I am only a ghost of a woman I used to be...

I can't tell you how lonely one feels living with a problemed teenager. I have changed a lot in the last couple of years. Today while examining my face in the mirror I saw "age" in my eyes. The exhaustion of constantly dealing with my child, the turmoil in the house, working and keeping everyone happy. I am not the happy-go-lucky woman I used to be. My sunny and positive outlook on life have been crushed. I feel like a part of me dies every day with the stress. I am a ghost of who I once was.

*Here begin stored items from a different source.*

impl Decorations {
    pub fn new(input_width: usize) -> Self {
        Self {
            items: Vec::new(),
            row: vec![RowItem::Input],
            first: RowItem::Input,
            left: None,
            right: None,
            outer_width: input_width,
            saved_width: input_width,
            label: None,
            placeholder: None,
            placeholder_view: String::new(),
            notice: None,
            tooltip: None,
            prefix: None,
            suffix: None,
            error: None,
        }
    }

    pub fn get(&self, id: DecorationId) -> Option<&Decoration> {
        self.items.get(id.0)
    }

    pub fn iter(&self) -> impl Iterator<Item = &Decoration> {
        self.items.iter()
    }

    pub fn row(&self) -> &[RowItem] {
        &self.row
    }

    /// The row item carrying the `first` marker (leftmost item).
    pub fn first(&self) -> RowItem {
        self.first
    }

    pub fn input_width(&self) -> usize {
        self.outer_width.saturating_sub(self.decorated_width())
    }

    pub fn outer_width(&self) -> usize {
        self.outer_width
    }

    /// Add-ins on one side, from the input outward.
    pub fn add_ins(&self, side: Side) -> Vec<&Decoration> {
        self.group(side)
            .map(|group| {
                group
                    .slots
                    .iter()
                    .flatten()
                    .filter_map(|id| self.get(*id))
                    .collect()
            })
            .unwrap_or_default()
    }

    /// Adds an element to the row beside the input. Weight `< 0` goes to the
    /// left; the row reads in non-decreasing weight order left to right.
    pub fn add_on(
        &mut self,
        weight: i32,
        content: impl Into<String>,
        class: Option<&str>,
    ) -> DecorationId {
        self.save_input_width();
        let id = self.push(weight, content.into(), class, false, Placement::AddOn);

        let mut before_input = true;
        let mut insert_at = None;
        for (index, item) in self.row.iter().enumerate() {
            let existing = match item {
                RowItem::Input => {
                    before_input = false;
                    continue;
                }
                RowItem::AddOn(other) => self.items[other.0].weight,
            };
            let fits_left = before_input && weight < 0 && weight <= existing;
            let fits_right = !before_input && weight >= 0 && weight <= existing;
            if fits_left || fits_right {
                insert_at = Some(index);
                break;
            }
        }

        match insert_at {
            Some(index) => self.row.insert(index, RowItem::AddOn(id)),
            None if weight < 0 => {
                let input = self.input_position();
                self.row.insert(input, RowItem::AddOn(id));
            }
            None => self.row.push(RowItem::AddOn(id)),
        }
        self.restore_input_width();

        if weight < 0 {
            self.refresh_first();
        }
        id
    }

    /// Adds an element inside the input slot on the side `weight` selects,
    /// at slot `|weight|`. Unless `fixed`, slots already reserved by fixed
    /// add-ins are skipped; a fixed add-in reserves the slot it lands in.
    pub fn add_in(
        &mut self,
        content: impl Into<String>,
        weight: i32,
        class: Option<&str>,
        fixed: bool,
    ) -> DecorationId {
        self.save_input_width();
        let id = self.push(weight, content.into(), class, fixed, Placement::AddIn);
        let group = self.group_mut(Side::of(weight));

        let mut index = weight.unsigned_abs() as usize;
        while index == 0 || (!fixed && group.fixed.contains(&index)) {
            index += 1;
        }
        let index = index.min(group.slots.len());
        group.slots.insert(index, Some(id));
        if fixed {
            group.fixed.push(index);
        }
        self.restore_input_width();
        id
    }

    /// Shows or hides an add-in, or flips it when `visible` is `None`.
    /// Returns the add-in that changed; already matching or unresolvable
    /// selectors change nothing.
    pub fn toggle_add_in(
        &mut self,
        selector: impl Into<AddInSelector>,
        visible: Option<bool>,
    ) -> Option<DecorationId> {
        if self.left.is_none() && self.right.is_none() {
            return None;
        }
        let selector = selector.into();
        let Some(id) = self.resolve(&selector) else {
            warn!(?selector, "add-in selector does not match any add-in");
            return None;
        };

        let current = self.items[id.0].visible;
        if visible.is_some_and(|wanted| wanted == current) {
            return None;
        }

        self.save_input_width();
        self.items[id.0].visible = visible.unwrap_or(!current);
        self.restore_input_width();
        Some(id)
    }

    pub fn set_content(&mut self, id: DecorationId, content: impl Into<String>) {
        if id.0 >= self.items.len() {
            return;
        }
        self.save_input_width();
        self.items[id.0].content = content.into();
        self.restore_input_width();
    }

    pub fn label(&self) -> Option<&str> {
        self.label.as_deref()
    }

    pub fn set_label(&mut self, label: impl Into<String>) {
        self.label = Some(label.into());
    }

    pub fn set_placeholder(&mut self, text: &str) {
        match &mut self.placeholder {
            Some(layer) => layer.content = text.to_string(),
            None => self.placeholder = Some(Layer::hidden(text)),
        }
        self.reposition_placeholder();
    }

    pub fn clear_placeholder(&mut self) {
        self.placeholder = None;
        self.placeholder_view.clear();
    }

    pub fn set_notice(&mut self, text: &str) {
        match &mut self.notice {
            Some(layer) => layer.content = text.to_string(),
            None => self.notice = Some(Layer::hidden(text)),
        }
    }

    pub fn layer(&self, kind: LayerKind) -> Option<&Layer> {
        match kind {
            LayerKind::Placeholder => self.placeholder.as_ref(),
            LayerKind::Notice => self.notice.as_ref(),
        }
    }

    /// Missing layers are ignored. Showing the placeholder re-fits it to the
    /// current input width.
    pub fn set_layer_visible(&mut self, kind: LayerKind, visible: bool) {
        let layer = match kind {
            LayerKind::Placeholder => self.placeholder.as_mut(),
            LayerKind::Notice => self.notice.as_mut(),
        };
        let Some(layer) = layer else {
            return;
        };
        layer.visible = visible;
        if visible && kind == LayerKind::Placeholder {
            self.reposition_placeholder();
        }
    }

    /// Placeholder text as drawn: clipped to the input width, `None` while
    /// hidden.
    pub fn placeholder_view(&self) -> Option<&str> {
        self.placeholder
            .as_ref()
            .filter(|layer| layer.visible)
            .map(|_| self.placeholder_view.as_str())
    }

    pub fn prefix(&self) -> Option<DecorationId> {
        self.prefix
    }

    pub fn suffix(&self) -> Option<DecorationId> {
        self.suffix
    }

    pub fn error(&self) -> Option<DecorationId> {
        self.error
    }

    pub fn set_prefix(&mut self, text: &str) -> DecorationId {
        match self.prefix {
            Some(id) => {
                self.set_content(id, text);
                id
            }
            None => {
                let id = self.add_in(text, -1, Some("prefix-overlay noselect"), true);
                self.prefix = Some(id);
                id
            }
        }
    }

    pub fn set_suffix(&mut self, text: &str) -> DecorationId {
        match self.suffix {
            Some(id) => {
                self.set_content(id, text);
                id
            }
            None => {
                let id = self.add_in(text, 1, Some("suffix-overlay noselect"), true);
                self.suffix = Some(id);
                id
            }
        }
    }

    /// The error add-in, created on first use just outside the suffix.
    pub fn ensure_error(&mut self) -> DecorationId {
        if let Some(id) = self.error {
            return id;
        }
        let weight = if self.suffix.is_some() { 2 } else { 1 };
        let id = self.add_in("", weight, Some("error-overlay noselect"), true);
        self.error = Some(id);
        id
    }

    pub fn set_tooltip(&mut self, text: &str) -> DecorationId {
        if let Some(tooltip) = &mut self.tooltip {
            tooltip.text = text.to_string();
            return tooltip.add_on;
        }
        let add_on = self.add_on(1000, "?", Some("tooltip clickable"));
        self.tooltip = Some(Tooltip {
            add_on,
            text: text.to_string(),
            open: false,
        });
        add_on
    }

    pub fn tooltip_text(&self) -> Option<&str> {
        self.tooltip.as_ref().map(|tooltip| tooltip.text.as_str())
    }

    pub fn is_tooltip_open(&self) -> bool {
        self.tooltip.as_ref().is_some_and(|tooltip| tooltip.open)
    }

    /// Flips the tooltip popover; returns the new state.
    pub fn toggle_tooltip(&mut self) -> bool {
        match &mut self.tooltip {
            Some(tooltip) => {
                tooltip.open = !tooltip.open;
                tooltip.open
            }
            None => false,
        }
    }

    fn push(
        &mut self,
        weight: i32,
        content: String,
        class: Option<&str>,
        fixed: bool,
        placement: Placement,
    ) -> DecorationId {
        let id = DecorationId(self.items.len());
        self.items.push(Decoration {
            id,
            weight,
            content,
            class: class.map(str::to_string),
            visible: true,
            fixed,
            placement,
        });
        id
    }

    fn resolve(&self, selector: &AddInSelector) -> Option<DecorationId> {
        match selector {
            AddInSelector::Weight(weight) => self
                .group(Side::of(*weight))?
                .slots
                .get(weight.unsigned_abs() as usize)
                .copied()
                .flatten(),
            AddInSelector::Id(id) => self
                .get(*id)
                .filter(|item| item.placement == Placement::AddIn)
                .map(Decoration::id),
            AddInSelector::Class(class) => self
                .items
                .iter()
                .find(|item| item.placement == Placement::AddIn && item.has_class(class))
                .map(Decoration::id),
        }
    }

    fn group(&self, side: Side) -> Option<&SideGroup> {
        match side {
            Side::Left => self.left.as_ref(),
            Side::Right => self.right.as_ref(),
        }
    }

    fn group_mut(&mut self, side: Side) -> &mut SideGroup {
        match side {
            Side::Left => self.left.get_or_insert_with(SideGroup::default),
            Side::Right => self.right.get_or_insert_with(SideGroup::default),
        }
    }

    fn input_position(&self) -> usize {
        self.row
            .iter()
            .position(|item| *item == RowItem::Input)
            .unwrap_or(0)
    }

    fn refresh_first(&mut self) {
        self.first = self.row.first().copied().unwrap_or(RowItem::Input);
    }

    fn decorated_width(&self) -> usize {
        self.items
            .iter()
            .filter(|item| item.visible)
            .map(Decoration::width)
            .sum()
    }

    fn save_input_width(&mut self) {
        self.saved_width = self.input_width();
    }

    fn restore_input_width(&mut self) {
        let wanted = self.saved_width + self.decorated_width();
        self.outer_width = wanted;
        self.reposition_placeholder();
    }

    fn reposition_placeholder(&mut self) {
        let Some(layer) = &self.placeholder else {
            return;
        };
        let limit = self.input_width();
        let mut used = 0;
        let mut view = String::new();
        for ch in layer.content.chars() {
            let width = ch.width().unwrap_or(0);
            if used + width > limit {
                break;
            }
            used += width;
            view.push(ch);
        }
        self.placeholder_view = view;
    }
}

The boy of mine? Since his accident in December the storm has returned. He was one of three passengers in a speeding car, they were all drunk, they stole the beer, and my son didn't have his seat belt on.  Not only that, he lied, disobeyed and knowingly got into a car with a driver who was drinking. Does that sound like a person who should be allowed the right to get behind the wheel of a car.  Exactly!  That is why I tore up the contract we had allowing him to get his drivers permit.  Recently he calmly told me, "Since I can't drive now I might as well start smoking pot again." And that's exactly what he's doing.

Unfortunately marijuana doesn't work well with his system. His anxiety has returned, he's not sleeping well, he's mean, he has anger outbursts and continues to batter me with his words. The tears are coming once again as I share the recent vileness that came out of his mouth. I am a f_____ b___ wh____.  I picture his adorable little face as a toddler running around the back yard. How sweet it was. Where has all that sweetness gone? It's as if a thief came one night and ripped it from his tall skinny body. To imagine that anyone would ever call me names like he has. I have lived my entire life for him and his brothers, given all the love I have. My heart, once again, has been torn from my chest.

Will I forever remain a ghost?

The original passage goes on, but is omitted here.